Os efeitos desta mudança na forma de nos relacionarmos com os outros parecem cada vez mais evidentes. Recentemente, um relatório oficial do organismo responsável pela saúde pública dos Estados Unidos referiu-se à solidão e ao isolamento social como uma epidemia. Ao mesmo tempo, a Organização Mundial de Saúde alerta para as perigosas consequências da solidão: um aumento de até 50% do risco de desenvolver demência, até 30% mais risco de desenvolvimento de doença cardiovascular e 25% de aumento do risco de morte prematura. Riscos comparáveis a outros notáveis “suspeitos do costume” como tabagismo, consumo excessivo de álcool ou obesidade. Por outras palavras, a solidão pode matar. As estatísticas preocupam ainda mais quando consideramos os dados de prevalência. Em 2022, a Comissão Europeia divulgou um relatório que revelava que mais de um terço dos europeus sentia solidão pelo menos algumas vezes e 13% reportava sentir-se só na maior parte do tempo.
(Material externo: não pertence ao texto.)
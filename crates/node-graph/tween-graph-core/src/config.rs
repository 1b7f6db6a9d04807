//! Graph-wide configuration.

use serde::{Deserialize, Serialize};
use tween_interp_core::ColorInterpolationOptions;

#[derive(Clone, Debug, PartialEq, Serialize, Deserialize)]
#[serde(default)]
pub struct GraphConfig {
    /// Options used by color interpolation nodes.
    pub color: ColorInterpolationOptions,
    /// Longest wall-clock step a spring integrates in one frame, in ms.
    pub spring_max_step_ms: f64,
    pub diagnostics: DiagnosticsCfg,
}

#[derive(Clone, Copy, Debug, PartialEq, Eq, Serialize, Deserialize)]
#[serde(default)]
pub struct DiagnosticsCfg {
    /// Record warnings in [`Diagnostics`](crate::Diagnostics). Logging is
    /// unaffected.
    pub enabled: bool,
    /// Oldest records are dropped past this many.
    pub max_records: usize,
}

impl Default for GraphConfig {
    fn default() -> Self {
        Self {
            color: ColorInterpolationOptions::default(),
            spring_max_step_ms: 64.0,
            diagnostics: DiagnosticsCfg::default(),
        }
    }
}

impl Default for DiagnosticsCfg {
    fn default() -> Self {
        Self {
            enabled: true,
            max_records: 256,
        }
    }
}

impl GraphConfig {
    pub fn from_json(text: &str) -> Result<Self, serde_json::Error> {
        serde_json::from_str(text)
    }
}

#[cfg(test)]
mod tests {
    use super::*;

    #[test]
    fn partial_json_keeps_defaults() {
        let cfg = GraphConfig::from_json(r#"{"spring_max_step_ms": 32, "diagnostics": {"max_records": 4}}"#)
            .unwrap();
        assert_eq!(cfg.spring_max_step_ms, 32.0);
        assert_eq!(cfg.diagnostics.max_records, 4);
        assert!(cfg.diagnostics.enabled);
        assert_eq!(cfg.color, ColorInterpolationOptions::default());
    }
}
Um sentimento que vem de dentro
A solidão pode ser um sentimento difícil de definir e também por isso difícil de identificar. Pode existir na presença de outras pessoas, mas pode também não ser sentido por alguém que vive só. É um sentimento pessoal, mais profundo, de falta de ligação aos outros, seja porque as relações pessoais são escassas ou simplesmente não suficientemente satisfatórias. Pode acontecer a qualquer pessoa, em qualquer etapa da vida, desde o jovem que se sente só num recreio cheio de outros jovens aos quais não se consegue ligar, até ao adulto mais velho que vive só e isolado.
No Reino Unido, em 2018, foi criado pela primeira vez um ministério para a solidão. Entre algumas medidas propostas contava-se a possibilidade de prescrever atividades comunitárias e de voluntariado ou a parceria com a Royal Mail para que os trabalhadores postais pudessem colaborar no apoio às pessoas mais isoladas, durante as suas rondas. Experiências como esta poderão contribuir para informar estratégias a replicar internacionalmente. Em Portugal, os indicadores de isolamento e solidão são preocupantes e a necessidade de agir de forma concertada é clara. No entanto, também é uma responsabilidade individual contribuir para combater esta epidemia no dia-a-dia, cuidando de nós e dos outros: procurar tempo para escutar, para desenvolver relações de proximidade, para participar em atividades da comunidade, tomar a iniciativa de contactar amigos e familiares ou simplesmente cumprimentar vizinhos ou fazer algo por um desconhecido.
A solidão tem o poder de se alimentar a si mesma: quanto mais sós, maior é a vontade de continuarmos sós. Combatê-la pode envolver pequenos gestos que se podem tornar rotinas; trocar o hábito da solidão pelo hábito da companhia e da atenção. Porque não amanhã oferecer um café, tocar à porta de alguém, tocar ao telefone de alguém?